On 20 October, President Xi Jinping and his wife, Peng Liyuan, were greeted by the Prince of Wales and the Duchess of Cornwall at the Mandarin Oriental Hotel. Queen Elizabeth II and the Duke of Edinburgh later hosted the ceremony to welcome the presidential couple at the Horse Guards Parade. The British welcomed Xi Jinping with a 41-gun salute in Green Park and a simultaneous 62-gun salute at the Tower of London and City of London (103 guns in total). During this visit, supporters of Xi – primarily Chinese students at British universities – waved flags and banners and carried a dragon spelling out the message "Welcome Big Buddy Xi". Photographs later produced by Amnesty UK showing diplomatic cargo boxes full of flags prior to the visit showed "that the Chinese embassy has been shipping in flags, hats, T-shirts and other pro-China merchandise as diplomatic baggage in order to put on a show of strength and support for the visiting President", according to a spokesperson for Amnesty International.

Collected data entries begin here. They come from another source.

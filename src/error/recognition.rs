// Recognition error types, wire codes and constants

use crate::error::ErrorCode;
use log::{error, warn};
use serde::{Deserialize, Serialize};
use std::fmt;

/// Recognition error code constants
///
/// Error code range: 4001-4008
pub struct RecognitionErrorCodes {}

impl RecognitionErrorCodes {
    /// Service rejected the request (malformed or oversized vector)
    pub const BAD_INPUT: i32 = 4001;

    /// Service could not produce a confident match
    pub const LOW_CONFIDENCE: i32 = 4002;

    /// Service dependency (vector store) failed
    pub const DEPENDENCY_FAILURE: i32 = 4003;

    /// Recognizer unreachable or the connection dropped
    pub const TRANSPORT_FAILURE: i32 = 4004;

    /// Capture permission error relayed by the service
    pub const CAMERA_DENIED: i32 = 4005;

    /// Response could not be decoded
    pub const MALFORMED_RESPONSE: i32 = 4006;

    /// No response within the request timeout
    pub const TIMEOUT: i32 = 4007;

    /// Client task has shut down
    pub const CHANNEL_CLOSED: i32 = 4008;
}

/// Error codes carried in `inference_error` messages on the wire.
#[derive(Debug, Clone, Copy, PartialEq, Eq, Serialize, Deserialize)]
pub enum WireErrorCode {
    #[serde(rename = "ERR_CAM_001")]
    CameraDenied,
    #[serde(rename = "ERR_WS_002")]
    TransportUnreachable,
    #[serde(rename = "ERR_AI_003")]
    LowConfidence,
    #[serde(rename = "ERR_AI_400")]
    BadRequest,
    #[serde(rename = "ERR_DEP_500")]
    Dependency,
}

impl WireErrorCode {
    pub fn as_str(&self) -> &'static str {
        match self {
            WireErrorCode::CameraDenied => "ERR_CAM_001",
            WireErrorCode::TransportUnreachable => "ERR_WS_002",
            WireErrorCode::LowConfidence => "ERR_AI_003",
            WireErrorCode::BadRequest => "ERR_AI_400",
            WireErrorCode::Dependency => "ERR_DEP_500",
        }
    }
}

/// Log a recognition error with structured context
///
/// Transport defects are expected while the service is down and are logged
/// at warn level; everything else is an error.
pub fn log_recognition_error(err: &RecognitionError, context: &str) {
    if err.is_transport() {
        warn!(
            "Recognition transport defect in {}: code={}, message={}",
            context,
            err.code(),
            err.message()
        );
    } else {
        error!(
            "Recognition error in {}: code={}, component=RecognitionClient, message={}",
            context,
            err.code(),
            err.message()
        );
    }
}

/// Recognition-related errors
///
/// None of these reach the frame cadence synchronously; they are recorded in
/// the recognition snapshot and the last valid result stays in effect.
#[derive(Debug, Clone, PartialEq)]
pub enum RecognitionError {
    /// Request vector rejected (client-side validation or `ERR_AI_400`)
    BadInput { reason: String },

    /// `ERR_AI_003`
    LowConfidence { reason: String },

    /// `ERR_DEP_500`
    DependencyFailure { reason: String },

    /// Connection could not be established or was lost (`ERR_WS_002`)
    TransportFailure { reason: String },

    /// `ERR_CAM_001` relayed by the service
    CameraDenied { reason: String },

    /// Response JSON did not match the protocol
    MalformedResponse { reason: String },

    /// No response within the request timeout
    Timeout { timeout_ms: u64 },

    /// Client task dropped its channels
    ChannelClosed,
}

impl RecognitionError {
    /// Build an error from a wire `inference_error` message.
    pub fn from_wire(code: WireErrorCode, message: String) -> Self {
        match code {
            WireErrorCode::BadRequest => RecognitionError::BadInput { reason: message },
            WireErrorCode::LowConfidence => RecognitionError::LowConfidence { reason: message },
            WireErrorCode::Dependency => RecognitionError::DependencyFailure { reason: message },
            WireErrorCode::TransportUnreachable => {
                RecognitionError::TransportFailure { reason: message }
            }
            WireErrorCode::CameraDenied => RecognitionError::CameraDenied { reason: message },
        }
    }

    /// Wire code equivalent, when one exists.
    pub fn wire_code(&self) -> Option<WireErrorCode> {
        match self {
            RecognitionError::BadInput { .. } => Some(WireErrorCode::BadRequest),
            RecognitionError::LowConfidence { .. } => Some(WireErrorCode::LowConfidence),
            RecognitionError::DependencyFailure { .. } => Some(WireErrorCode::Dependency),
            RecognitionError::TransportFailure { .. } => Some(WireErrorCode::TransportUnreachable),
            RecognitionError::CameraDenied { .. } => Some(WireErrorCode::CameraDenied),
            RecognitionError::MalformedResponse { .. }
            | RecognitionError::Timeout { .. }
            | RecognitionError::ChannelClosed => None,
        }
    }

    /// Whether the error means the connection must be re-established.
    pub fn is_transport(&self) -> bool {
        matches!(
            self,
            RecognitionError::TransportFailure { .. }
                | RecognitionError::Timeout { .. }
                | RecognitionError::ChannelClosed
        )
    }
}

impl ErrorCode for RecognitionError {
    fn code(&self) -> i32 {
        match self {
            RecognitionError::BadInput { .. } => RecognitionErrorCodes::BAD_INPUT,
            RecognitionError::LowConfidence { .. } => RecognitionErrorCodes::LOW_CONFIDENCE,
            RecognitionError::DependencyFailure { .. } => {
                RecognitionErrorCodes::DEPENDENCY_FAILURE
            }
            RecognitionError::TransportFailure { .. } => RecognitionErrorCodes::TRANSPORT_FAILURE,
            RecognitionError::CameraDenied { .. } => RecognitionErrorCodes::CAMERA_DENIED,
            RecognitionError::MalformedResponse { .. } => {
                RecognitionErrorCodes::MALFORMED_RESPONSE
            }
            RecognitionError::Timeout { .. } => RecognitionErrorCodes::TIMEOUT,
            RecognitionError::ChannelClosed => RecognitionErrorCodes::CHANNEL_CLOSED,
        }
    }

    fn message(&self) -> String {
        match self {
            RecognitionError::BadInput { reason } => format!("Invalid request: {}", reason),
            RecognitionError::LowConfidence { reason } => format!("Low confidence: {}", reason),
            RecognitionError::DependencyFailure { reason } => {
                format!("Recognizer dependency failed: {}", reason)
            }
            RecognitionError::TransportFailure { reason } => {
                format!("Recognizer unreachable: {}", reason)
            }
            RecognitionError::CameraDenied { reason } => {
                format!("Camera permission denied: {}", reason)
            }
            RecognitionError::MalformedResponse { reason } => {
                format!("Malformed recognizer response: {}", reason)
            }
            RecognitionError::Timeout { timeout_ms } => {
                format!("No recognizer response within {}ms", timeout_ms)
            }
            RecognitionError::ChannelClosed => "Recognition channel closed".to_string(),
        }
    }
}

impl fmt::Display for RecognitionError {
    fn fmt(&self, f: &mut fmt::Formatter<'_>) -> fmt::Result {
        write!(
            f,
            "RecognitionError::{:?} (code {}): {}",
            self,
            self.code(),
            self.message()
        )
    }
}

impl std::error::Error for RecognitionError {}

#[cfg(test)]
mod tests {
    use super::*;

    #[test]
    fn test_wire_code_serde_names() {
        let json = serde_json::to_string(&WireErrorCode::BadRequest).unwrap();
        assert_eq!(json, "\"ERR_AI_400\"");

        let code: WireErrorCode = serde_json::from_str("\"ERR_DEP_500\"").unwrap();
        assert_eq!(code, WireErrorCode::Dependency);
        assert_eq!(code.as_str(), "ERR_DEP_500");
    }

    #[test]
    fn test_from_wire_maps_every_code() {
        let cases = [
            (WireErrorCode::CameraDenied, 4005),
            (WireErrorCode::TransportUnreachable, 4004),
            (WireErrorCode::LowConfidence, 4002),
            (WireErrorCode::BadRequest, 4001),
            (WireErrorCode::Dependency, 4003),
        ];
        for (wire, code) in cases {
            let err = RecognitionError::from_wire(wire, "x".to_string());
            assert_eq!(err.code(), code);
            assert_eq!(err.wire_code(), Some(wire));
        }
    }

    #[test]
    fn test_transport_classification() {
        assert!(RecognitionError::Timeout { timeout_ms: 10 }.is_transport());
        assert!(RecognitionError::ChannelClosed.is_transport());
        assert!(!RecognitionError::BadInput {
            reason: "len".to_string()
        }
        .is_transport());
        assert!(!RecognitionError::MalformedResponse {
            reason: "eof".to_string()
        }
        .is_transport());
    }

    #[test]
    fn test_display_includes_code() {
        let err = RecognitionError::Timeout { timeout_ms: 1000 };
        let display = format!("{}", err);
        assert!(display.contains("4007"));
        assert!(display.contains("1000ms"));
    }
}
//! Hand landmark types and normalization
//!
//! The capture collaborator delivers, once per frame, a set of 21 3D points
//! per detected hand. This module validates those sets and turns them into
//! translation/scale invariant pose vectors (see [`normalizer`]).

use serde::{Deserialize, Serialize};

use crate::error::InputError;

pub mod normalizer;

pub use normalizer::{HandSmoothingState, LandmarkNormalizer, SmoothingStore};

/// Number of landmarks per hand
pub const LANDMARK_COUNT: usize = 21;

/// Length of a flattened pose vector (21 landmarks x 3 coordinates)
pub const POSE_VECTOR_LEN: usize = LANDMARK_COUNT * 3;

/// Landmark indices used by the pipeline
pub const WRIST: usize = 0;
pub const INDEX_MCP: usize = 5;
pub const INDEX_TIP: usize = 8;
pub const PINKY_MCP: usize = 17;

/// A single 3D landmark
#[derive(Debug, Clone, Copy, PartialEq, Default, Serialize, Deserialize)]
pub struct Point3 {
    pub x: f32,
    pub y: f32,
    pub z: f32,
}

impl Point3 {
    pub const fn new(x: f32, y: f32, z: f32) -> Self {
        Self { x, y, z }
    }

    pub fn sub(&self, other: &Point3) -> Point3 {
        Point3::new(self.x - other.x, self.y - other.y, self.z - other.z)
    }

    pub fn distance(&self, other: &Point3) -> f32 {
        let d = self.sub(other);
        (d.x * d.x + d.y * d.y + d.z * d.z).sqrt()
    }

    pub fn is_finite(&self) -> bool {
        self.x.is_finite() && self.y.is_finite() && self.z.is_finite()
    }
}

/// Hand identity as labelled by the pose estimator
#[derive(Debug, Clone, Copy, PartialEq, Eq, Hash, Serialize, Deserialize)]
#[serde(rename_all = "snake_case")]
pub enum Handedness {
    Left,
    Right,
}

impl Handedness {
    pub fn other(&self) -> Handedness {
        match self {
            Handedness::Left => Handedness::Right,
            Handedness::Right => Handedness::Left,
        }
    }
}

/// Body anchor points forwarded by the capture collaborator.
///
/// Only the renderer uses these; the pipeline carries them through untouched.
#[derive(Debug, Clone, Default, PartialEq, Serialize, Deserialize)]
pub struct BodyAnchors {
    pub left_shoulder: Option<Point3>,
    pub right_shoulder: Option<Point3>,
    pub left_hip: Option<Point3>,
    pub right_hip: Option<Point3>,
}

/// Raw per-hand detection as delivered by the capture collaborator
#[derive(Debug, Clone, PartialEq, Serialize, Deserialize)]
pub struct HandObservation {
    pub handedness: Handedness,
    pub landmarks: Vec<Point3>,
}

/// Everything captured for one video frame
#[derive(Debug, Clone, PartialEq, Serialize, Deserialize)]
pub struct CaptureFrame {
    /// Monotonic capture timestamp in milliseconds
    pub timestamp_ms: f64,
    #[serde(default)]
    pub hands: Vec<HandObservation>,
    #[serde(default)]
    pub body: Option<BodyAnchors>,
}

impl CaptureFrame {
    pub fn hand(&self, handedness: Handedness) -> Option<&HandObservation> {
        self.hands.iter().find(|h| h.handedness == handedness)
    }
}

/// A validated set of exactly 21 finite landmarks
#[derive(Debug, Clone, PartialEq)]
pub struct LandmarkSet {
    points: [Point3; LANDMARK_COUNT],
}

impl LandmarkSet {
    pub fn point(&self, index: usize) -> Point3 {
        self.points[index]
    }

    pub fn points(&self) -> &[Point3; LANDMARK_COUNT] {
        &self.points
    }

    pub fn wrist(&self) -> Point3 {
        self.points[WRIST]
    }

    pub fn index_tip(&self) -> Point3 {
        self.points[INDEX_TIP]
    }

    /// Distance between the index and pinky knuckles
    pub fn palm_width(&self) -> f32 {
        self.points[INDEX_MCP].distance(&self.points[PINKY_MCP])
    }
}

impl TryFrom<&[Point3]> for LandmarkSet {
    type Error = InputError;

    fn try_from(raw: &[Point3]) -> Result<Self, Self::Error> {
        if raw.len() != LANDMARK_COUNT {
            return Err(InputError::LandmarkCount {
                expected: LANDMARK_COUNT,
                actual: raw.len(),
            });
        }
        if let Some(landmark) = raw.iter().position(|p| !p.is_finite()) {
            return Err(InputError::NonFinite { landmark });
        }

        let mut points = [Point3::default(); LANDMARK_COUNT];
        points.copy_from_slice(raw);
        Ok(Self { points })
    }
}

impl TryFrom<&HandObservation> for LandmarkSet {
    type Error = InputError;

    fn try_from(observation: &HandObservation) -> Result<Self, Self::Error> {
        LandmarkSet::try_from(observation.landmarks.as_slice())
    }
}

/// Translation/scale invariant, smoothed pose of one hand
#[derive(Debug, Clone, PartialEq)]
pub struct PoseVector {
    pub hand: Handedness,
    pub timestamp_ms: f64,
    values: [f32; POSE_VECTOR_LEN],
}

impl PoseVector {
    pub fn new(hand: Handedness, timestamp_ms: f64, values: [f32; POSE_VECTOR_LEN]) -> Self {
        Self {
            hand,
            timestamp_ms,
            values,
        }
    }

    pub fn as_slice(&self) -> &[f32] {
        &self.values
    }

    pub fn values(&self) -> &[f32; POSE_VECTOR_LEN] {
        &self.values
    }

    pub fn landmark(&self, index: usize) -> Point3 {
        let base = index * 3;
        Point3::new(self.values[base], self.values[base + 1], self.values[base + 2])
    }
}

#[cfg(test)]
pub(crate) mod test_support {
    pub use crate::fixtures::synthetic::open_hand;
}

Chinese officials are believed to have wanted their security personnel to carry guns and for anti-Chinese protests to be banned completely. The Metropolitan Police refused on both accounts, and activists of Falun Gong and the Free Tibet Campaign convened to demonstrate against China's human rights abuses and to call for the UK government to put human rights on the visit's agenda. Two Tibetan women were arrested under Section 5 of the Public Order Act 1986 and had their homes raided under Section 5 of the Public Order Act 1986 after flying a Tibetan flag near Xi's car, as well as computer equipment seized. Shao Jiang, a survivor of the Tiananmen Square massacre who also had her computer seized and home raided by police while in custody, said that the events reminded her of the repression she experienced in China prior to her exile. The Falun Gong followers called for former General Secretary of the Chinese Communist Party, Jiang Zemin, to be brought to justice for the persecution of its practitioners. Before this visit, the Labour leader Jeremy Corbyn promised to raise human rights issues, but China ambassador to the UK Liu Xiaoming said this visit would focus on partnership and cooperation between the two countries.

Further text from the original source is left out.